As more companies implement AI into their various devices, the practice has undergone extensive criticism over the limitations of conventional AI algorithms, despite their innate nature to evolve and grow. As such, when experts are developing new AI algorithms that can adapt to situations that have a lack of data, it merits interest.
On January 11th four leading poker players were invited to play against a new artificial intelligence named Libratus at the Rivers Casino in Pittsburgh. They are to compete with the AI until the 30th and play approximately 120,000 games of Heads-up, No-Limit Texas Hold’em poker with the machine. Each game would be two-player (the pros’ specialty) and, if the human players win, they would receive shares of a $200,000 prize.
As of this writing, Libratus holds a $701,242 lead. And it’s growing.
Libratus was developed at Carnegie Mellon University by Professor Tuomas Sandholm and Noam Brown and it is their second attempt at creating an AI designed to win at poker. The previous attempt, known as Claudico, went up against another team of experts in 2015 and lost to them. Team members Jason Les and Dong Kim were invited back for this round, joined by Daniel McAulay and Jimmy Chou. The team of human professionals has battled the AI diligently but find that it adapts quickly to their strategies. “Every time we find a weakness, it learns from us and the weakness disappears the next day.” Said Chou.
The major point of interest isn’t just that Libratus is in the lead, it’s the fact that it is capable of one in the first place. Successfully playing poker requires two things of the AI: one, that it make correct decisions based on incomplete or deliberately misleading data (the player’s hand and bluff) and two, that it varies its strategy enough that the human players cannot tell if and when it’s bluffing.

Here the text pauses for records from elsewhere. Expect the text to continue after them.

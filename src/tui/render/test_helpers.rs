use ratatui::Terminal;
use ratatui::backend::TestBackend;
use ratatui::layout::Rect;

use crate::model::config::Config;
use crate::tui::app::App;

pub const TERM_W: u16 = 60;
pub const TERM_H: u16 = 16;

/// Render into an in-memory buffer and return plain text (no styles).
pub fn render_to_string<F>(w: u16, h: u16, f: F) -> String
where
    F: FnOnce(&mut ratatui::Frame, Rect),
{
    let backend = TestBackend::new(w, h);
    let mut terminal = Terminal::new(backend).unwrap();
    terminal
        .draw(|frame| {
            let area = frame.area();
            f(frame, area);
        })
        .unwrap();

    let buf = terminal.backend().buffer().clone();
    let w = buf.area.width as usize;
    let lines: Vec<String> = buf
        .content
        .chunks(w)
        .map(|row| {
            let s: String = row.iter().map(|cell| cell.symbol()).collect();
            s.trim_end().to_string()
        })
        .collect();

    // Trim trailing blank lines
    let end = lines
        .iter()
        .rposition(|l| !l.is_empty())
        .map_or(0, |i| i + 1);
    lines[..end].join("\n")
}

/// Build an App with default config and the given seed notes.
pub fn app_with_notes(texts: &[&str]) -> App {
    let mut app = App::new(&Config::default());
    for text in texts {
        app.store.add_note(text);
    }
    app
}
use unicode_segmentation::UnicodeSegmentation;
use unicode_width::UnicodeWidthStr;

/// Display width of a string in terminal cells.
pub fn display_width(s: &str) -> usize {
    UnicodeWidthStr::width(s)
}

/// Truncate a string to fit within `max_cells` terminal cells, appending
/// `…` if anything was cut.
pub fn truncate_to_width(s: &str, max_cells: usize) -> String {
    if max_cells == 0 {
        return String::new();
    }
    if display_width(s) <= max_cells {
        return s.to_string();
    }
    if max_cells == 1 {
        return "\u{2026}".to_string();
    }

    // Reserve one cell for the ellipsis.
    let budget = max_cells - 1;
    let mut out = String::new();
    let mut used = 0;
    for g in s.graphemes(true) {
        let gw = UnicodeWidthStr::width(g);
        if used + gw > budget {
            break;
        }
        used += gw;
        out.push_str(g);
    }
    out.push('\u{2026}');
    out
}

/// Byte offset of the grapheme boundary after `offset`, or None at the end.
pub fn next_grapheme_boundary(s: &str, offset: usize) -> Option<usize> {
    if offset >= s.len() {
        return None;
    }
    match s[offset..].grapheme_indices(true).nth(1) {
        Some((i, _)) => Some(offset + i),
        None => Some(s.len()),
    }
}

/// Byte offset of the grapheme boundary before `offset`, or None at the
/// start.
pub fn prev_grapheme_boundary(s: &str, offset: usize) -> Option<usize> {
    if offset == 0 {
        return None;
    }
    s[..offset].grapheme_indices(true).last().map(|(i, _)| i)
}
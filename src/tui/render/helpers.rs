use ratatui::layout::Rect;
use ratatui::style::Style;
use ratatui::text::Span;
use regex::Regex;

/// A centered sub-rect of `area`, clamped to fit.
pub fn centered_rect(area: Rect, width: u16, height: u16) -> Rect {
    let w = width.min(area.width);
    let h = height.min(area.height);
    let x = area.x + (area.width - w) / 2;
    let y = area.y + (area.height - h) / 2;
    Rect::new(x, y, w, h)
}

/// Push spans for text with search-match highlighting. With no regex or no
/// match, the whole text gets `base_style`; otherwise the text is split at
/// match boundaries.
pub fn push_highlighted_spans<'a>(
    spans: &mut Vec<Span<'a>>,
    text: &str,
    base_style: Style,
    highlight_style: Style,
    search_re: Option<&Regex>,
) {
    let Some(re) = search_re else {
        spans.push(Span::styled(text.to_string(), base_style));
        return;
    };

    let mut last_end = 0;
    for m in re.find_iter(text) {
        if m.start() > last_end {
            spans.push(Span::styled(
                text[last_end..m.start()].to_string(),
                base_style,
            ));
        }
        spans.push(Span::styled(m.as_str().to_string(), highlight_style));
        last_end = m.end();
    }

    if last_end == 0 {
        spans.push(Span::styled(text.to_string(), base_style));
    } else if last_end < text.len() {
        spans.push(Span::styled(text[last_end..].to_string(), base_style));
    }
}
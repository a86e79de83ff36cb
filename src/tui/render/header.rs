use ratatui::Frame;
use ratatui::layout::{Constraint, Direction, Layout, Rect};
use ratatui::style::{Modifier, Style};
use ratatui::text::{Line, Span};
use ratatui::widgets::Paragraph;

use crate::model::store::Filter;
use crate::tui::app::App;
use crate::util::unicode::display_width;

/// Render the header: title row with filter and theme indicators, plus a
/// separator line below
pub fn render_header(frame: &mut Frame, app: &App, area: Rect) {
    let chunks = Layout::default()
        .direction(Direction::Vertical)
        .constraints([
            Constraint::Length(1), // title
            Constraint::Length(1), // separator
        ])
        .split(area);

    render_title_row(frame, app, chunks[0]);
    render_separator(frame, app, chunks[1]);
}

fn render_title_row(frame: &mut Frame, app: &App, area: Rect) {
    let theme = app.theme();
    let bg = theme.background;
    let bg_style = Style::default().bg(bg);
    let width = area.width as usize;

    let mut spans: Vec<Span> = vec![
        Span::styled(" ", bg_style),
        Span::styled("\u{276F}", Style::default().fg(theme.accent).bg(bg)),
        Span::styled(
            " TODO LIST",
            Style::default()
                .fg(theme.text_bright)
                .bg(bg)
                .add_modifier(Modifier::BOLD),
        ),
    ];

    // Right side: filter state and theme indicator
    let filter = app.store.filter();
    let filter_label = format!("{} \u{25BE}", filter.label());
    let theme_label = if app.store.dark_mode() {
        "\u{263E} dark"
    } else {
        "\u{2600} light"
    };

    let filter_style = if filter == Filter::All {
        Style::default().fg(theme.dim).bg(bg)
    } else {
        Style::default().fg(theme.accent).bg(bg)
    };

    let right_width = display_width(&filter_label) + 2 + display_width(theme_label) + 1;
    let left_width: usize = spans.iter().map(|s| display_width(&s.content)).sum();
    if left_width + right_width < width {
        spans.push(Span::styled(
            " ".repeat(width - left_width - right_width),
            bg_style,
        ));
        spans.push(Span::styled(filter_label, filter_style));
        spans.push(Span::styled("  ", bg_style));
        spans.push(Span::styled(
            theme_label,
            Style::default().fg(theme.dim).bg(bg),
        ));
        spans.push(Span::styled(" ", bg_style));
    }

    let paragraph = Paragraph::new(Line::from(spans)).style(bg_style);
    frame.render_widget(paragraph, area);
}

fn render_separator(frame: &mut Frame, app: &App, area: Rect) {
    let theme = app.theme();
    let line = "\u{2500}".repeat(area.width as usize);
    let paragraph = Paragraph::new(line)
        .style(Style::default().fg(theme.border).bg(theme.background));
    frame.render_widget(paragraph, area);
}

The ability of an AI to interpret incomplete or potentially false data is a breakthrough for the technology. It can easily be applied to fields like medicine, military, or major business and investments; all of which are situations where people are faced with incomplete or often misleading data.
If Libratus wins, it will have surpassed the success of DeepStack, who was also pitted against expert poker players in similar conditions and won but did so over 44,000 hands, a little over a third of Libratus’s final total. Libratus’s total game count should lead to a greater range of statistical data for the researchers to work with for future implementations of the concept.
Right now, the question is if the players can rally and defeat Libratus before they run out of games to beat the machine. The Rivers Casino is currently streaming the game and will do so until the tests end on the 30th.